5.1.2 The Developer shall discharge its obligations in accordance with Good Industry Practice and as a reasonable and prudent person.
5.1.3 The Developer shall, at its own cost and expense, in addition to and not in derogation of its obligations elsewhere set out in this Agreement:
a) make, or cause to be made, necessary applications to the relevant government agencies with such particulars and details, as may be required for obtaining Applicable Permits and obtain and keep in force and effect such Applicable Permits in conformity with the Applicable Laws;
b) procure, as required, the appropriate proprietary rights, licenses, agreements and permissions for materials, methods, processes and systems used or incorporated into the Power Project;
c) make reasonable efforts to maintain harmony and good industrial relations among the personnel employed by it or its Contractors in connection with the performance of its obligations under this Agreement;
d) ensure and procure that its Contractors comply with all Applicable Permits and Applicable Laws in the performance by them of any of the Developer’s obligations under this Agreement; and
e) not do or omit to do any act, deed or thing which may in any manner be violative of any of the provisions of this Agreement.
5.7 Extensions of Time
5.7.1 In the event that the Developer is prevented from performing its obligations under Clause 5.1 by the Scheduled Commissioning Date due to:
a) any CESC Mysore Event of Default; or
b) force Majeure Events affecting CESC Mysore; or
c) force Majeure Events affecting the Developer;
the Scheduled Commissioning Date and the Expiry Date shall be deferred, subject to the limit prescribed in Clause 5.7.2 and Clause 5.7.3 for a reasonable period but not less than ‘day for day’ basis, to permit the Developer or CESC Mysore through the use of due diligence, to overcome the effects of the Force Majeure Events affecting the Developer or CESC Mysore, or till such time such Event of Default is rectified by CESC Mysore.

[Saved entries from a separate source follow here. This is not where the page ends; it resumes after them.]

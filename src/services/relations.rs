//! In-memory mirror of one trip membership join table.
//!
//! The mirror is refreshed in full after every mutation that goes through
//! [`RelationStore`]; there is no incremental patching. Lookups never touch
//! the gateway.

use std::{
    collections::BTreeSet,
    sync::{Arc, PoisonError, RwLock},
};

use serde_json::Value;
use tracing::{debug, info, warn};

use crate::{
    error::AppError,
    models::relation::{RelationKind, RelationStage, TripLink},
    services::gateway::{decode_all, Filter, GatewayError, RemoteGateway, Row},
};

pub struct RelationStore {
    kind: RelationKind,
    gateway: Arc<dyn RemoteGateway>,
    mirror: RwLock<Vec<TripLink>>,
}

impl RelationStore {
    pub fn new(kind: RelationKind, gateway: Arc<dyn RemoteGateway>) -> Self {
        Self {
            kind,
            gateway,
            mirror: RwLock::new(Vec::new()),
        }
    }

    /// Fetches every join row of this kind and replaces the mirror.
    pub async fn list_all(&self) -> Result<Vec<TripLink>, AppError> {
        let rows = self
            .gateway
            .select(self.kind.table(), &Filter::new())
            .await?;
        let links: Vec<TripLink> = decode_all(rows)?;
        debug!(relation = %self.kind, rows = links.len(), "relation mirror refreshed");
        *self.mirror.write().unwrap_or_else(PoisonError::into_inner) = links.clone();
        Ok(links)
    }

    pub fn links_for(&self, trip_id: &str) -> BTreeSet<String> {
        self.mirror
            .read()
            .unwrap_or_else(PoisonError::into_inner)
            .iter()
            .filter(|link| link.trip_id == trip_id)
            .map(|link| link.foreign_id.clone())
            .collect()
    }

    /// Reverse lookup, e.g. every trip a participant is enrolled in.
    pub fn trips_for(&self, foreign_id: &str) -> BTreeSet<String> {
        self.mirror
            .read()
            .unwrap_or_else(PoisonError::into_inner)
            .iter()
            .filter(|link| link.foreign_id == foreign_id)
            .map(|link| link.trip_id.clone())
            .collect()
    }

    #[cfg(test)]
    fn snapshot(&self) -> Vec<TripLink> {
        self.mirror
            .read()
            .unwrap_or_else(PoisonError::into_inner)
            .clone()
    }

    /// Duplicate pairs are left to the store's key constraint.
    pub async fn add(&self, trip_id: &str, foreign_id: &str) -> Result<(), AppError> {
        let table = self.kind.table();
        self.gateway
            .insert(table, vec![self.row(trip_id, foreign_id)])
            .await
            .map_err(AppError::remote_write(table))?;
        info!(relation = %self.kind, trip_id, foreign_id, "link added");
        self.list_all().await?;
        Ok(())
    }

    /// Removing a pair that does not exist leaves everything as it was.
    pub async fn remove(&self, trip_id: &str, foreign_id: &str) -> Result<(), AppError> {
        let table = self.kind.table();
        let filter = Filter::new()
            .eq("viagem_id", trip_id)
            .eq(self.kind.foreign_column(), foreign_id);
        self.gateway
            .delete(table, &filter)
            .await
            .map_err(AppError::remote_write(table))?;
        info!(relation = %self.kind, trip_id, foreign_id, "link removed");
        self.list_all().await?;
        Ok(())
    }

    /// Deletes every link of `trip_id`, then inserts `ids` in one batch.
    ///
    /// Not atomic: when the insert fails the trip is left with no links of
    /// this kind. The mirror is refreshed either way so it shows what the
    /// store actually holds.
    pub async fn replace_for(
        &self,
        trip_id: &str,
        ids: &BTreeSet<String>,
    ) -> Result<(), AppError> {
        let outcome = self.write_replacement(trip_id, ids).await;
        self.finish(trip_id, outcome).await
    }

    /// Deletes every link of `trip_id`. Failures are plain write errors.
    pub async fn clear_for(&self, trip_id: &str) -> Result<(), AppError> {
        let table = self.kind.table();
        let outcome = self
            .gateway
            .delete(table, &Filter::new().eq("viagem_id", trip_id))
            .await
            .map_err(AppError::remote_write(table));
        self.finish(trip_id, outcome).await
    }

    async fn write_replacement(
        &self,
        trip_id: &str,
        ids: &BTreeSet<String>,
    ) -> Result<(), AppError> {
        self.clear_remote(trip_id).await?;
        if ids.is_empty() {
            return Ok(());
        }
        let rows = ids.iter().map(|id| self.row(trip_id, id)).collect();
        self.gateway
            .insert(self.kind.table(), rows)
            .await
            .map_err(|source| self.partial(trip_id, RelationStage::Insert, source))?;
        info!(relation = %self.kind, trip_id, links = ids.len(), "links replaced");
        Ok(())
    }

    async fn clear_remote(&self, trip_id: &str) -> Result<(), AppError> {
        self.gateway
            .delete(self.kind.table(), &Filter::new().eq("viagem_id", trip_id))
            .await
            .map_err(|source| self.partial(trip_id, RelationStage::Clear, source))
    }

    async fn finish(&self, trip_id: &str, outcome: Result<(), AppError>) -> Result<(), AppError> {
        if let Err(err) = &outcome {
            warn!(relation = %self.kind, trip_id, "link update incomplete: {err}");
        }
        let refreshed = self.list_all().await;
        outcome?;
        refreshed.map(|_| ())
    }

    fn partial(
        &self,
        trip_id: &str,
        stage: RelationStage,
        source: GatewayError,
    ) -> AppError {
        AppError::PartialRelation {
            trip_id: trip_id.to_string(),
            relation: self.kind,
            stage,
            source,
        }
    }

    fn row(&self, trip_id: &str, foreign_id: &str) -> Row {
        let mut row = Row::new();
        row.insert("viagem_id".into(), Value::String(trip_id.to_string()));
        row.insert(
            self.kind.foreign_column().into(),
            Value::String(foreign_id.to_string()),
        );
        row
    }
}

5.7.2 In case of extension occurring due to reasons specified in Clause 5.7.1(a), any of the dates specified therein can be extended, subject to the condition that the Scheduled Commissioning Date would not be extended by more than 6 (six) months.
5.7.3 In case of extension due to reasons specified in Article 5.7.1(b) and (c), and if such Force Majeure Event continues even after a maximum period of 3 (three) months, any of the Parties may choose to terminate the Agreement as per the provisions of Article 16.
If the Parties have not agreed, within 30 (thirty) days after the affected Party’s performance has ceased to be affected by the relevant circumstance, on the time period by which the Scheduled Commissioning Date or the Expiry Date should be deferred by, any Party may raise the Dispute to be resolved in accordance with Article 18.
5.7.4 As a result of such extension, the Scheduled Commissioning Date and the Expiry Date newly determined shall be deemed to be the Scheduled Commissioning Date and the Expiry Date for the purposes of this Agreement.”
16. Learned Senior Counsel relies on Article 4.4, which expressly entitles the Appellant to encash the performance bank guarantee if supply does not commence by the Scheduled COD, subject only to relief expressly available under the PPA.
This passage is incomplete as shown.